W miniony weekend Pogoń Szczecin pokonała w meczu wyjazdowym Widzew Łódź 3:1. Portowcy zapewnili sobie końcowy triumf w drugiej połowie, kiedy obnażyli słabe strony gospodarzy.
- Przyjechaliśmy do Łodzi z dużym szacunkiem do rywala, który jest dla mnie rewelacją tego sezonu. Chcieliśmy zdobyć trzy punkty i to był nasz cel. Wiedzieliśmy, że Widzew lubi grać od tyłu i trener kazał nam grać wysoko. Mówił, żeby spróbować grać jak najbliżej i to nam się udało. Rozegraliśmy bardzo dobry mecz i strzeliliśmy bramkę z akcji. Niesamowite! Widzew ma dobry skład i będzie jeszcze wysoko w tabeli - przyznał Hernani, defensor Pogoni Szczecin.

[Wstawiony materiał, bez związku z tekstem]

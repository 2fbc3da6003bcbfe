//! SQLite UserRepository implementation.

use sqlx::{Connection, SqliteConnection};
use tracing::debug;

use super::helpers::{
    USER_COLUMNS, bind_filter_values, build_limit_offset_clause, build_order_clause,
    build_where_clause, column_list, user_from_row,
};
use crate::db::{DbError, DbResult, NewUser, User, UserQuery, UserRepository};

/// SQLx-backed user repository.
pub struct SqliteUserRepository<'a> {
    pub(crate) conn: &'a mut SqliteConnection,
}

fn reject_self_referral(user_id: i64, referrer_id: Option<i64>) -> DbResult<()> {
    if referrer_id == Some(user_id) {
        return Err(DbError::InvalidData {
            message: format!("user {} cannot refer themselves", user_id),
            help: "Choose a different referrer or leave it empty".to_string(),
        });
    }
    Ok(())
}

impl<'a> UserRepository for SqliteUserRepository<'a> {
    async fn create(&mut self, user: &NewUser) -> DbResult<User> {
        reject_self_referral(user.id, user.referrer_id)?;

        let mut tx = self.conn.begin().await?;

        // On conflict only the mutable profile fields change
        let sql = format!(
            "INSERT INTO users (id, full_name, user_name, language_code, referrer_id) \
             VALUES (?, ?, ?, ?, ?) \
             ON CONFLICT (id) DO UPDATE SET \
                 full_name = excluded.full_name, \
                 user_name = excluded.user_name, \
                 updated_at = CURRENT_TIMESTAMP \
             RETURNING {}",
            column_list(USER_COLUMNS)
        );

        let row = sqlx::query(&sql)
            .bind(user.id)
            .bind(&user.full_name)
            .bind(&user.user_name)
            .bind(&user.language_code)
            .bind(user.referrer_id)
            .fetch_one(&mut *tx)
            .await?;
        let created = user_from_row(&row, "")?;

        tx.commit().await?;

        debug!(user_id = created.id, "user upserted");
        Ok(created)
    }

    async fn get(&mut self, id: i64) -> DbResult<Option<User>> {
        let sql = format!(
            "SELECT {} FROM users WHERE id = ?",
            column_list(USER_COLUMNS)
        );
        let row = sqlx::query(&sql)
            .bind(id)
            .fetch_optional(&mut *self.conn)
            .await?;

        row.map(|r| user_from_row(&r, "")).transpose()
    }

    async fn language(&mut self, id: i64) -> DbResult<Option<String>> {
        let language: Option<String> =
            sqlx::query_scalar("SELECT language_code FROM users WHERE id = ?")
                .bind(id)
                .fetch_optional(&mut *self.conn)
                .await?;
        Ok(language)
    }

    async fn list(&mut self, query: Option<&UserQuery>) -> DbResult<Vec<User>> {
        let default_query = UserQuery::default();
        let query = query.unwrap_or(&default_query);

        let order_clause = build_order_clause(&query.page, USER_COLUMNS, "created_at");
        let limit_clause = build_limit_offset_clause(&query.page);

        let mut bind_values = vec![];
        let where_clause = build_where_clause(&query.filters, &mut bind_values);

        // Ties broken by id so paging is stable
        let sql = format!(
            "SELECT {} FROM users {} {}, id ASC{}",
            column_list(USER_COLUMNS),
            where_clause,
            order_clause,
            limit_clause
        );
        debug!(%sql, "listing users");

        let rows = bind_filter_values(sqlx::query(&sql), &bind_values)
            .fetch_all(&mut *self.conn)
            .await?;

        rows.iter().map(|r| user_from_row(r, "")).collect()
    }

    async fn set_referrer(&mut self, user_id: i64, referrer_id: Option<i64>) -> DbResult<User> {
        reject_self_referral(user_id, referrer_id)?;

        let mut tx = self.conn.begin().await?;

        let sql = format!(
            "UPDATE users SET referrer_id = ?, updated_at = CURRENT_TIMESTAMP \
             WHERE id = ? RETURNING {}",
            column_list(USER_COLUMNS)
        );
        let row = sqlx::query(&sql)
            .bind(referrer_id)
            .bind(user_id)
            .fetch_optional(&mut *tx)
            .await?;

        let row = row.ok_or(DbError::NotFound {
            entity_type: "User".to_string(),
            id: user_id.to_string(),
        })?;
        let updated = user_from_row(&row, "")?;

        tx.commit().await?;

        debug!(user_id, ?referrer_id, "referrer updated");
        Ok(updated)
    }

    async fn delete(&mut self, id: i64) -> DbResult<bool> {
        let mut tx = self.conn.begin().await?;

        let result = sqlx::query("DELETE FROM users WHERE id = ?")
            .bind(id)
            .execute(&mut *tx)
            .await?;

        tx.commit().await?;

        debug!(user_id = id, removed = result.rows_affected(), "user deleted");
        Ok(result.rows_affected() > 0)
    }

    async fn delete_all(&mut self) -> DbResult<u64> {
        let mut tx = self.conn.begin().await?;

        let result = sqlx::query("DELETE FROM users").execute(&mut *tx).await?;

        tx.commit().await?;

        debug!(removed = result.rows_affected(), "all users deleted");
        Ok(result.rows_affected())
    }
}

Środkowy obrońca Portowców miał w pierwszej połowie dużo problemów z napastnikiem łodzian, Mehdim Ben Dhifallahem, który czekał na długie podania od kolegów z zespołu. - Zgadza się. Widzew próbował atakować ze swojej połowy, ale my byliśmy skuteczni w obroni i nie daliśmy strzelić sobie bramki - mówił. - Mehdi to bardzo dobry piłkarz i jeszcze pokaże, na co go stać - zakończył.